O remédio usado no tratamento contra a insônia, disponível no mercado há mais de 30 anos, ganhou protagonismo maior na última década, pela junção de uma série de fatores, como uma facilidade na prescrição médica e um apelo quase irresistível para um problema relativamente comum — a dificuldade para dormir.
Alguns médicos ouvidos pela BBC News Brasil contam que é cada vez mais frequente receber no consultório indivíduos que ingeriram 40 ou 50 unidades do fármaco de uma só vez.
"Nós já internamos pessoas que tomaram 300 comprimidos de Zolpidem num dia", relata o psiquiatra Márcio Bernik, coordenador do Programa de Transtornos de Ansiedade do Instituto de Psiquiatria do Hospital das Clínicas de São Paulo (IPq-FMUSP).
O especialista aponta que essa medicação virou uma das drogas de abuso no Brasil — e, guardadas as devidas proporções, chega a comparar o que acontece no país com o cenário de abuso de opioides que assola os Estados Unidos.

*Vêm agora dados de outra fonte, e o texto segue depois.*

//! Domain services for the fleet admin console.
//!
//! Services are the seams between screens and the outside world: entity data
//! access, multi-select option lookup and user notifications.

pub mod conflict;
pub mod memory;
pub mod notification;

use thiserror::Error;

use crate::forms::{OptionSource, SelectOption};
use crate::models::Entity;

pub use conflict::{detect_conflict, Conflict};
pub use memory::{InMemoryEntityService, InMemoryOptionProvider};
pub use notification::{
    failure_message, success_message, CrudAction, Notifier, Toast, ToastKind, ToastQueue,
};

/// Failure of a data access call.
#[derive(Debug, Clone, PartialEq, Eq, Error)]
pub enum ServiceError {
    #[error("Network error: {0}")]
    Network(String),

    #[error("Request failed with status {status}")]
    Status {
        status: u16,
        message: Option<String>,
    },

    #[error("Unexpected response: {0}")]
    Decode(String),

    #[error("Not signed in")]
    Unauthenticated,
}

impl ServiceError {
    /// Message supplied by the backend, when there is one.
    pub fn server_message(&self) -> Option<&str> {
        match self {
            ServiceError::Status {
                message: Some(message),
                ..
            } if !message.trim().is_empty() => Some(message.as_str()),
            _ => None,
        }
    }

    pub fn status(message: impl Into<String>, status: u16) -> Self {
        ServiceError::Status {
            status,
            message: Some(message.into()),
        }
    }
}

/// CRUD access to one entity collection.
#[async_trait::async_trait]
pub trait EntityService<E: Entity>: Send + Sync {
    /// Fetches the full collection.
    async fn list(&self) -> Result<Vec<E>, ServiceError>;

    /// Creates a record and returns it with its assigned id.
    async fn create(&self, entity: &E) -> Result<E, ServiceError>;

    async fn update(&self, id: i64, entity: &E) -> Result<E, ServiceError>;

    async fn delete(&self, id: i64) -> Result<(), ServiceError>;

    /// Server-side search. An empty query lists everything.
    async fn search(&self, query: &str) -> Result<Vec<E>, ServiceError>;
}

/// Lookup of selectable values for drawer multi-selects.
#[async_trait::async_trait]
pub trait OptionProvider: Send + Sync {
    async fn options(&self, source: OptionSource) -> Result<Vec<SelectOption>, ServiceError>;
}
//! Read-only records that populate drawer multi-selects.

use serde::{Deserialize, Serialize};

use crate::forms::SelectOption;

#[derive(Debug, Clone, PartialEq, Eq, Serialize, Deserialize)]
#[serde(rename_all = "camelCase")]
pub struct Customer {
    pub id: i64,
    pub name: String,
}

#[derive(Debug, Clone, PartialEq, Eq, Serialize, Deserialize)]
#[serde(rename_all = "camelCase")]
pub struct Geofence {
    pub id: i64,
    pub name: String,
}

/// A vehicle, shown by name with its plate when known.
#[derive(Debug, Clone, PartialEq, Eq, Serialize, Deserialize)]
#[serde(rename_all = "camelCase")]
pub struct Vehicle {
    pub id: i64,
    pub name: String,
    pub plate: Option<String>,
}

impl From<Customer> for SelectOption {
    fn from(customer: Customer) -> Self {
        SelectOption {
            id: customer.id,
            name: customer.name,
        }
    }
}

impl From<Geofence> for SelectOption {
    fn from(geofence: Geofence) -> Self {
        SelectOption {
            id: geofence.id,
            name: geofence.name,
        }
    }
}

impl From<Vehicle> for SelectOption {
    fn from(vehicle: Vehicle) -> Self {
        let name = match vehicle.plate {
            Some(plate) if !plate.is_empty() => format!("{} ({})", vehicle.name, plate),
            _ => vehicle.name,
        };
        SelectOption {
            id: vehicle.id,
            name,
        }
    }
}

Para a neurologista Dalva Poyares, do Instituto do Sono, em São Paulo, a situação já pode ser classificada como um problema de saúde pública.
"O consumo de Zolpidem aumentou quase que numa progressão geométrica, e falamos aqui de um medicamento que está relacionado à dependência e abuso." — Dalva Poyares, neurologista do Instituto do Sono
Falando em dados, a Agência Nacional de Vigilância Sanitária (Anvisa) calcula que 13,6 milhões de caixas dessa medicação foram vendidas em 2018. Dois anos depois, em 2020, esse número saltou para 23,3 milhões — um crescimento de 71% em poucos meses. Desde então, essas estatísticas nunca ficaram abaixo da casa dos 20 milhões anuais.
O psiquiatra Lucas Spanemberg, do Instituto do Cérebro da Pontifícia Universidade Católica do Rio Grande do Sul (PUC-RS), concorda com a avaliação de seus colegas. “Eu trabalho na Unidade de Internação Psiquiátrica do Hospital São Lucas, em Porto Alegre, e temos recebido casos dramáticos de dependência de Zolpidem”, diz ele.
"Já lidei com pacientes que tomavam duas ou três caixas inteiras [com 30 comprimidos cada] numa noite. Os familiares precisaram nos mostrar as fotos das embalagens, porque era algo inacreditável", complementa o médico.